» **Your objective**
Pull every line with "sqlpred" from the data below and copy it.

» **Exercise input**
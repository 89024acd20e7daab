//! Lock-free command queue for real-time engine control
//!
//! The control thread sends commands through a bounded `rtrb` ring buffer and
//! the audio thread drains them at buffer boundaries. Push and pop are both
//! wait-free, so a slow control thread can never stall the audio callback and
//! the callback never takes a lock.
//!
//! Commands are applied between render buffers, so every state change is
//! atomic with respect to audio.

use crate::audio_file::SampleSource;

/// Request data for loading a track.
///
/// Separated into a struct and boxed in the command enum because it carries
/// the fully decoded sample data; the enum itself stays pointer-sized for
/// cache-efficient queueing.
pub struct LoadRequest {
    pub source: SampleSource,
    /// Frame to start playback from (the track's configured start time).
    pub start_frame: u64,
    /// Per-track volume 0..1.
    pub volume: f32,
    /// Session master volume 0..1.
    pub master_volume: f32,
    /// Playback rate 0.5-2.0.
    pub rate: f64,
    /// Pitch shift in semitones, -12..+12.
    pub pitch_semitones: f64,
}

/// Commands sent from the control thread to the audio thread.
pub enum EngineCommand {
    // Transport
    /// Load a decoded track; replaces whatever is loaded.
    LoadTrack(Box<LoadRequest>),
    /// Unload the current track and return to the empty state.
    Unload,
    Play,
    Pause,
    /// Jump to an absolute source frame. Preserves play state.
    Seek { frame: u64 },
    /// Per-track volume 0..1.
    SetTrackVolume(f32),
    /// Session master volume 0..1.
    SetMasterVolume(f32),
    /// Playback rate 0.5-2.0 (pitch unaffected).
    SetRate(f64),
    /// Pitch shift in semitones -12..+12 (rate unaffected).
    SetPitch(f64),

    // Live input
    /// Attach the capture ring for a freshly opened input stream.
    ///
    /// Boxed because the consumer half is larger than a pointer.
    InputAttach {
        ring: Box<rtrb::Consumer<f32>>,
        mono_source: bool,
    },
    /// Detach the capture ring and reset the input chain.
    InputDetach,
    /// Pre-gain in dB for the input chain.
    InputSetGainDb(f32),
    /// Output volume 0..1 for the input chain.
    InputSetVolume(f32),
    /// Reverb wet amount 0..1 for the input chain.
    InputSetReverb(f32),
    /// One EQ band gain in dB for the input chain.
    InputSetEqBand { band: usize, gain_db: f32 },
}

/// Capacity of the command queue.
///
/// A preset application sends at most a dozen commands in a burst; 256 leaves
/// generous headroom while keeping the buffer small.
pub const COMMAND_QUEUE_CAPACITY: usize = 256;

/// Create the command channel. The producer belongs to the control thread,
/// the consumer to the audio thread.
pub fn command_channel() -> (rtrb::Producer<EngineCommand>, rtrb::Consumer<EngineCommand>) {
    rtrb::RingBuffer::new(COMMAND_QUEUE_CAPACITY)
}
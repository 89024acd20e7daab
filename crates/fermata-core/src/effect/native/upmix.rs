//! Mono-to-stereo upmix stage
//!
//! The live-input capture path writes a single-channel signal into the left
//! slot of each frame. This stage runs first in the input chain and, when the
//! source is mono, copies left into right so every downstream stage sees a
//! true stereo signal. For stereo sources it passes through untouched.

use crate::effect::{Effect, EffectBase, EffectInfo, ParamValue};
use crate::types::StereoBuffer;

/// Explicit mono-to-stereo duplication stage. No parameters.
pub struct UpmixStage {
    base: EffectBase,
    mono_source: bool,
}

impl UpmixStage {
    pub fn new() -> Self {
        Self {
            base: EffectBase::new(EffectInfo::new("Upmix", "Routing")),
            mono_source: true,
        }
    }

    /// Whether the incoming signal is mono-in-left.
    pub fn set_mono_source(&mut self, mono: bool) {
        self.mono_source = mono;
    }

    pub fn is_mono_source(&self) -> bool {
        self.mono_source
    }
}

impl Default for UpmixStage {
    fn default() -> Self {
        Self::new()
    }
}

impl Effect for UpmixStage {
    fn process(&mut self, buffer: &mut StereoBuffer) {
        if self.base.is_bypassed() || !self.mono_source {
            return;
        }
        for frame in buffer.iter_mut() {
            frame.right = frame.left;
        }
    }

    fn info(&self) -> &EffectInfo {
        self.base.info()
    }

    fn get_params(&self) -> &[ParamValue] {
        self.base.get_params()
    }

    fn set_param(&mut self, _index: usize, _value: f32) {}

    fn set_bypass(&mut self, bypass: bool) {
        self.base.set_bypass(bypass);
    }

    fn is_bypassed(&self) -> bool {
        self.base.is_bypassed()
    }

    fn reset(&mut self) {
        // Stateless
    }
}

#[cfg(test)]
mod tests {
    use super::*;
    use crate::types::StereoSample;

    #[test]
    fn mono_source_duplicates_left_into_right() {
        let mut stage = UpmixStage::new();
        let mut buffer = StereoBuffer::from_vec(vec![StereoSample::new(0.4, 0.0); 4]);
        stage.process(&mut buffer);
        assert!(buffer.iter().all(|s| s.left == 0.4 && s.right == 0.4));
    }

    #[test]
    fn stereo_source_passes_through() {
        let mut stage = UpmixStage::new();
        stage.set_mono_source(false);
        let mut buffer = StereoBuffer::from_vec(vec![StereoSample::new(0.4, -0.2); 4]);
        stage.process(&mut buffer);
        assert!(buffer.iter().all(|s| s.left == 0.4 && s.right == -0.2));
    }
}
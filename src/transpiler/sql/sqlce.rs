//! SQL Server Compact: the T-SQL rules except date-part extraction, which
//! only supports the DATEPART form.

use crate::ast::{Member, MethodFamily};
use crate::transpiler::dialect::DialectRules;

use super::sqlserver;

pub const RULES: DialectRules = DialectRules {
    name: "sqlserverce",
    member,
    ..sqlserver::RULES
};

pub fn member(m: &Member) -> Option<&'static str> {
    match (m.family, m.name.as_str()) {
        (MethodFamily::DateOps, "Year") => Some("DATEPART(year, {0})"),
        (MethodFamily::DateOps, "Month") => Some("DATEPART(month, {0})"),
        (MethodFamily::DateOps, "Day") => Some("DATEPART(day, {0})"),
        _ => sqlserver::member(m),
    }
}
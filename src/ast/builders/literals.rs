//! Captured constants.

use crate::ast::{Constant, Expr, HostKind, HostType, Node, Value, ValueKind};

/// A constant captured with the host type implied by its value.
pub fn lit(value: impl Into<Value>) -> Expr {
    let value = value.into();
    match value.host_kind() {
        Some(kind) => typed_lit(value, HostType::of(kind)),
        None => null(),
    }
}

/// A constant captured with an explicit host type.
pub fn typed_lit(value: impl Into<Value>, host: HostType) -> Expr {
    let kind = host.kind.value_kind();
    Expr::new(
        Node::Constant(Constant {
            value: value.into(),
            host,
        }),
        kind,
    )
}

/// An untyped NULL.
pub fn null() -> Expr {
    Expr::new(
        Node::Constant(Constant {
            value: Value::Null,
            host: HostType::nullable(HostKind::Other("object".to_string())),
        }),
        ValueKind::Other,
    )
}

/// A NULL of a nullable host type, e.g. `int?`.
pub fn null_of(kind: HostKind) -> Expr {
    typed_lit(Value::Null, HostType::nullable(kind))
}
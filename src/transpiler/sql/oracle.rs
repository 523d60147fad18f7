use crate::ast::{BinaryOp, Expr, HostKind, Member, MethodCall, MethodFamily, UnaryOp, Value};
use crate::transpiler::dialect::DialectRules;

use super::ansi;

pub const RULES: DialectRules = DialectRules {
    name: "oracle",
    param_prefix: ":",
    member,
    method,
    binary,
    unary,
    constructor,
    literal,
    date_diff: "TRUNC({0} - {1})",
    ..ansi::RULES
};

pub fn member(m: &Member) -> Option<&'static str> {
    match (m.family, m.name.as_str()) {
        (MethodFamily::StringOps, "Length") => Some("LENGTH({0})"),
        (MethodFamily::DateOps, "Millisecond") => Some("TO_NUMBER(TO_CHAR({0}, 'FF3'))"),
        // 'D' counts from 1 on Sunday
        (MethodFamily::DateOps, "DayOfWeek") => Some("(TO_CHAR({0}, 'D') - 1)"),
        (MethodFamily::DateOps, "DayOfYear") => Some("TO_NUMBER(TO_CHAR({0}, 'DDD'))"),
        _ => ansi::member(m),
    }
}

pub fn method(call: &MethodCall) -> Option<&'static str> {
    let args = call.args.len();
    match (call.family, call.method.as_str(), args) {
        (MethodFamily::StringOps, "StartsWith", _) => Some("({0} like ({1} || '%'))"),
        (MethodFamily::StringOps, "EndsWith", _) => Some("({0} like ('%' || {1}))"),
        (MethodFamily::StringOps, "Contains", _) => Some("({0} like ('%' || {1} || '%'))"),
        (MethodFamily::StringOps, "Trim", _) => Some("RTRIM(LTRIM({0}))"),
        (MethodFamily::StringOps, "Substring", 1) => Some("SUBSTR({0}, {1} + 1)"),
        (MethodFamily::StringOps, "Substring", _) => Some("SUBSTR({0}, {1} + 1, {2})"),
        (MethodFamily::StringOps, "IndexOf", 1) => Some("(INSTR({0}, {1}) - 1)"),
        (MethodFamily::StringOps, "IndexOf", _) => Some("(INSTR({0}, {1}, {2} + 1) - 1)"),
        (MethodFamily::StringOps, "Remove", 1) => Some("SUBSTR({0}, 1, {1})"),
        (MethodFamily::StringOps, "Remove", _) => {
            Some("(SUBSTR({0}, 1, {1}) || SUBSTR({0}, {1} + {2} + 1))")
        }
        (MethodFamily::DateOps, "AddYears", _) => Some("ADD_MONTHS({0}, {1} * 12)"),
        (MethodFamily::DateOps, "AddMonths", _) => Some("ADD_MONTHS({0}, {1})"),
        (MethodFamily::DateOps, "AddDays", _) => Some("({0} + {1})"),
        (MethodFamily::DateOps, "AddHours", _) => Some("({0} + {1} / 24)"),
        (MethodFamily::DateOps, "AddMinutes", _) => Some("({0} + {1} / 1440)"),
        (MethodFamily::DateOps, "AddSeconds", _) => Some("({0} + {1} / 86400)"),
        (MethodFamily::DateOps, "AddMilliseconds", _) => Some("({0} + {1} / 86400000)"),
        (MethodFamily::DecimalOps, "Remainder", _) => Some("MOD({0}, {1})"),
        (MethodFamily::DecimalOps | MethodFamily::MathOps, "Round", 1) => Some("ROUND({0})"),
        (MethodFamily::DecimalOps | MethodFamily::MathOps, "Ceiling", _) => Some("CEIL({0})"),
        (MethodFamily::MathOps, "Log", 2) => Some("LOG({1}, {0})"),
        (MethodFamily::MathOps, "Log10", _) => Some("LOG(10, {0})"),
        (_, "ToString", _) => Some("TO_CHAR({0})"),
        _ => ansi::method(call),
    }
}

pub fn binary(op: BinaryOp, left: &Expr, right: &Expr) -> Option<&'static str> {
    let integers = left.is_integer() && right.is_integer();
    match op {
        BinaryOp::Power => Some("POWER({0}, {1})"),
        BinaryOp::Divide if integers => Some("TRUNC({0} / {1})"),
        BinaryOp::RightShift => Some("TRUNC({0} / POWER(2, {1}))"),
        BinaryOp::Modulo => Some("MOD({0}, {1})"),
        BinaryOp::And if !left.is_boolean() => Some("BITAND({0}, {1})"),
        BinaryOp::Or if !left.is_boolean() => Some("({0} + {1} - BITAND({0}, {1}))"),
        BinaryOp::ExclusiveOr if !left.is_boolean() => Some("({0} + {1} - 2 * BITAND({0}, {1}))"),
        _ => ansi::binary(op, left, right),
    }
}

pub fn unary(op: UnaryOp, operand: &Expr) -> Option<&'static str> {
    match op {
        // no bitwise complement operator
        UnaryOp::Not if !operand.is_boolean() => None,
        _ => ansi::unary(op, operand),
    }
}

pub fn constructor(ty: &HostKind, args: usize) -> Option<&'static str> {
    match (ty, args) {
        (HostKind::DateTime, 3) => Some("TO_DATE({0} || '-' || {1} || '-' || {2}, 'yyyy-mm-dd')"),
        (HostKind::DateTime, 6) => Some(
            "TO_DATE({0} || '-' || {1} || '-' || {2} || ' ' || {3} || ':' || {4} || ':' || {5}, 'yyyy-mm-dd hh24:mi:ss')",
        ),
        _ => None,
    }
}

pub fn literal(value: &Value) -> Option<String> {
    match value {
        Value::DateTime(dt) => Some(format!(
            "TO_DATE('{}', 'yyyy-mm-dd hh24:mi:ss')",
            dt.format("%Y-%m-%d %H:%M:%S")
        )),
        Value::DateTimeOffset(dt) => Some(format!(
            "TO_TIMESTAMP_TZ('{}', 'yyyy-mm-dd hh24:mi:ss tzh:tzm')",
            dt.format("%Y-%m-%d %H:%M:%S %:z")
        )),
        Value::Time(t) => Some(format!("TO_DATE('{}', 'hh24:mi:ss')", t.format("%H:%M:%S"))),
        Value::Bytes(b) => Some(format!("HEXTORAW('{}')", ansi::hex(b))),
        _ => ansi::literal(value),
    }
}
...
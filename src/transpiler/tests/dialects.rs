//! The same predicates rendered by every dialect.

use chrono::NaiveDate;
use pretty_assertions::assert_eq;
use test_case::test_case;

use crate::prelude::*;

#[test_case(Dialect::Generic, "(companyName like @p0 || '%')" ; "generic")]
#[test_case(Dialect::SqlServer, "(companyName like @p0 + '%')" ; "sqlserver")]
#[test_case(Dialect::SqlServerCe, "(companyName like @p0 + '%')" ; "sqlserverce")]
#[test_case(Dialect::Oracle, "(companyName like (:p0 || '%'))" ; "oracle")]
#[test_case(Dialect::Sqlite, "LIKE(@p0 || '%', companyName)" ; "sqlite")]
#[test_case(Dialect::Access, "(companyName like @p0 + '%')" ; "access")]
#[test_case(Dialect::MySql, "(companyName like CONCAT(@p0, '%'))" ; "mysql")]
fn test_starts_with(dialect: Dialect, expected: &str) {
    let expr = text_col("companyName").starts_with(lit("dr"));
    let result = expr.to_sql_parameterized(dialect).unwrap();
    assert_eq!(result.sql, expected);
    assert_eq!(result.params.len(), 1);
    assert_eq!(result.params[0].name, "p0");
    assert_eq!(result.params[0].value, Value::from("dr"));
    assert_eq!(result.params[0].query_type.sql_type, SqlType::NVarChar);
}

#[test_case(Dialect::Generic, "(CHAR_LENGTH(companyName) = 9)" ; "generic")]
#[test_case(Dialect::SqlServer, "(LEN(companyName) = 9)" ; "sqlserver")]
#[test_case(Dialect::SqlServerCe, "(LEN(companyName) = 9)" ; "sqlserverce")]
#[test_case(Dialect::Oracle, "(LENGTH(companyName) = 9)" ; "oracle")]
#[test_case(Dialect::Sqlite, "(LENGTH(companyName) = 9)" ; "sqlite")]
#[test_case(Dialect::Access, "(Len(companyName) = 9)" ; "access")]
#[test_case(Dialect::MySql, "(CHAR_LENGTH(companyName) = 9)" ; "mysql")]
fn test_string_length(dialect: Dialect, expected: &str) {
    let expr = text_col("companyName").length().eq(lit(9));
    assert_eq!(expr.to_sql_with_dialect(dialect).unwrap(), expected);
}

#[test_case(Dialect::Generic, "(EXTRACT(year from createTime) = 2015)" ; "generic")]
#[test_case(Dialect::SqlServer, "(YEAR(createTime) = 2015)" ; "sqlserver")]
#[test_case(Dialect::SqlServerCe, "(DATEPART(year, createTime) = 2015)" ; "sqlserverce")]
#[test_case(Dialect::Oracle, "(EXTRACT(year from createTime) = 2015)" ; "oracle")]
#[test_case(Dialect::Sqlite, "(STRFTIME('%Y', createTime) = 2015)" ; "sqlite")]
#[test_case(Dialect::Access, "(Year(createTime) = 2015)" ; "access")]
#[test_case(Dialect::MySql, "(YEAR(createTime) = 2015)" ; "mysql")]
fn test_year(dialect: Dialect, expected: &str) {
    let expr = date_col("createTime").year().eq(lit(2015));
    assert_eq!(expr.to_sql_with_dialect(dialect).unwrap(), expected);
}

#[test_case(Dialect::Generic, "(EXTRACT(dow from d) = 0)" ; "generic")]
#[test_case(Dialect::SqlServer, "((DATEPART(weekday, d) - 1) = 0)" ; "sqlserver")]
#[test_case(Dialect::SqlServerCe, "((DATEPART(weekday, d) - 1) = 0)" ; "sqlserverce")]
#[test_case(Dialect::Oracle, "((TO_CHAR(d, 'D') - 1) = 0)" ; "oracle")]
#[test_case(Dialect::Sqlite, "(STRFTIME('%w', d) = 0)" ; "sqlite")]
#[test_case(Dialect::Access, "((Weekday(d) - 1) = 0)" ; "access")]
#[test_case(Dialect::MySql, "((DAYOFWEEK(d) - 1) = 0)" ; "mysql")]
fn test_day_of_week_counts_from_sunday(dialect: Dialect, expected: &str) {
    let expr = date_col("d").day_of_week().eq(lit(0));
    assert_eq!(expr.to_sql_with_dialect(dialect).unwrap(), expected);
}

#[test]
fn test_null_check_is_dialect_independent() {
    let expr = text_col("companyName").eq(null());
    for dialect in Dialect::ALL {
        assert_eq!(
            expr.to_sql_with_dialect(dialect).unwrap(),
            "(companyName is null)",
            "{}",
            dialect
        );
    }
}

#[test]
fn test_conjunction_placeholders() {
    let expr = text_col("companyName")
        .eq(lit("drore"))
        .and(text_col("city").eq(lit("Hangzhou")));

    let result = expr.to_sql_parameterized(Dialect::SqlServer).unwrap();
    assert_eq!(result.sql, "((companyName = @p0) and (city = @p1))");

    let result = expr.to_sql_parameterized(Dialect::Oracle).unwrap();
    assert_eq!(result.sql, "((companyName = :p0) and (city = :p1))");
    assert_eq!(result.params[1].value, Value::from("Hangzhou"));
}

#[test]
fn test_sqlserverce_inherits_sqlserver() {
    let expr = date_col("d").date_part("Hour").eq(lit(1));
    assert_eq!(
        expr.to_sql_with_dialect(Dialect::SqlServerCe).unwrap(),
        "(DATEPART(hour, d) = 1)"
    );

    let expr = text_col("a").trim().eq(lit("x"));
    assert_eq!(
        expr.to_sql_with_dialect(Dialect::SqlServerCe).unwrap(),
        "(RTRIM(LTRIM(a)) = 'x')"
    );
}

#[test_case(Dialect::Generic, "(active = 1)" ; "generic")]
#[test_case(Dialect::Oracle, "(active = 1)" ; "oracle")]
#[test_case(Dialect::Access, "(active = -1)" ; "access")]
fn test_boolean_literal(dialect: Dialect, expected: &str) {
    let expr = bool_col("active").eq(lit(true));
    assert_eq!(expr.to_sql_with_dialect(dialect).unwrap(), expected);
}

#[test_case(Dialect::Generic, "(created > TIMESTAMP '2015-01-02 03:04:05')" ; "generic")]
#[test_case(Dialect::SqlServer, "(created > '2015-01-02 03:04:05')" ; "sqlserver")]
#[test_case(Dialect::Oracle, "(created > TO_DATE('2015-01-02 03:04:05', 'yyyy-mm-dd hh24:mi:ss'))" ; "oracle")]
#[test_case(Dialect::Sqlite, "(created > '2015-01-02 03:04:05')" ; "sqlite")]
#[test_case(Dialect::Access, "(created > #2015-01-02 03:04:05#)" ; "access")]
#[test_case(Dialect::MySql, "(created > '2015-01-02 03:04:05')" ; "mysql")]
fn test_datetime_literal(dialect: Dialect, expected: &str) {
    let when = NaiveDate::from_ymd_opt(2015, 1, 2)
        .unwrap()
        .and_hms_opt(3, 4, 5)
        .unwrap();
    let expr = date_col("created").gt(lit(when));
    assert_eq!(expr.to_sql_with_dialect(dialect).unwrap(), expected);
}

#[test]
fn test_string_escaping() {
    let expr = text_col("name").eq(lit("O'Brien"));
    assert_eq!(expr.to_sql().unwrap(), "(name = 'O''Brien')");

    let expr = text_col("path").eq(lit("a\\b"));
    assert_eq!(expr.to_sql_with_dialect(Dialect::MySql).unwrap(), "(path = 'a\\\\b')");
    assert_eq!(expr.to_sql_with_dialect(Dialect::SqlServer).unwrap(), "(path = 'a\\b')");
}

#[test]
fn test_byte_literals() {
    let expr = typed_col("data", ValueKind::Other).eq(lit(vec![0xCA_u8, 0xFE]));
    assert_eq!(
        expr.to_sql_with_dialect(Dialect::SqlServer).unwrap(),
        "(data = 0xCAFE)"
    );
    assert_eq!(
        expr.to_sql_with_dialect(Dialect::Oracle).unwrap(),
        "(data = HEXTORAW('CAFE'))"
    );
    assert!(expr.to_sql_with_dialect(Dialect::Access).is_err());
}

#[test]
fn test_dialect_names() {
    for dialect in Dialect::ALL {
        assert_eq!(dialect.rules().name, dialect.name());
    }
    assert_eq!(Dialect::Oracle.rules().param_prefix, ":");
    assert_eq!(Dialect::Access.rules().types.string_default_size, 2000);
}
...
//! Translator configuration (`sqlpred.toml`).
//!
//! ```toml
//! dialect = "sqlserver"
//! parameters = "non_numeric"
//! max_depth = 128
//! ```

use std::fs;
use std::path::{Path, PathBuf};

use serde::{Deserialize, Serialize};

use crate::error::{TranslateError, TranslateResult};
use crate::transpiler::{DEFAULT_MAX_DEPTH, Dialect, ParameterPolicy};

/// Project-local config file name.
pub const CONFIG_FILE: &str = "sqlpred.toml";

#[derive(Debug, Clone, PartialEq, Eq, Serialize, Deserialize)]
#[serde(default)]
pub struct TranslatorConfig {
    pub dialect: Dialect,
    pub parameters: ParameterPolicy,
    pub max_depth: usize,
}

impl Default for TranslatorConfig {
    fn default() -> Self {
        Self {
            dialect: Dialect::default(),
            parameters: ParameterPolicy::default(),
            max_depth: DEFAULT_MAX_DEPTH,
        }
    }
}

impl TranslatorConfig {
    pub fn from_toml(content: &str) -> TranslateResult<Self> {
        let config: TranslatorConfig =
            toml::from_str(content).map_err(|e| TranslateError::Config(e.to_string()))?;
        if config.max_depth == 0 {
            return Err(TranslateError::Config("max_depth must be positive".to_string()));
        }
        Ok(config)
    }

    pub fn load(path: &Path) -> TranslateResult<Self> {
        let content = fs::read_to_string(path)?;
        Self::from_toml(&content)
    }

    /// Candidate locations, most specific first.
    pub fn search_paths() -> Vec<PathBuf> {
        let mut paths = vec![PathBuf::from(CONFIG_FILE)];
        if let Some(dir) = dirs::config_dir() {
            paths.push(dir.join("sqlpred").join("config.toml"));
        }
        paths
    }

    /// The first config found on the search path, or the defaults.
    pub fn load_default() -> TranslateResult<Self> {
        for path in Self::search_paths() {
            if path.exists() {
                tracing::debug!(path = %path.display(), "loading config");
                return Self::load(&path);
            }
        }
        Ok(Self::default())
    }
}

» **Answer to this exercise**
//! Translator configuration (`sqlpred.toml`).
pub const CONFIG_FILE: &str = "sqlpred.toml";
            paths.push(dir.join("sqlpred").join("config.toml"));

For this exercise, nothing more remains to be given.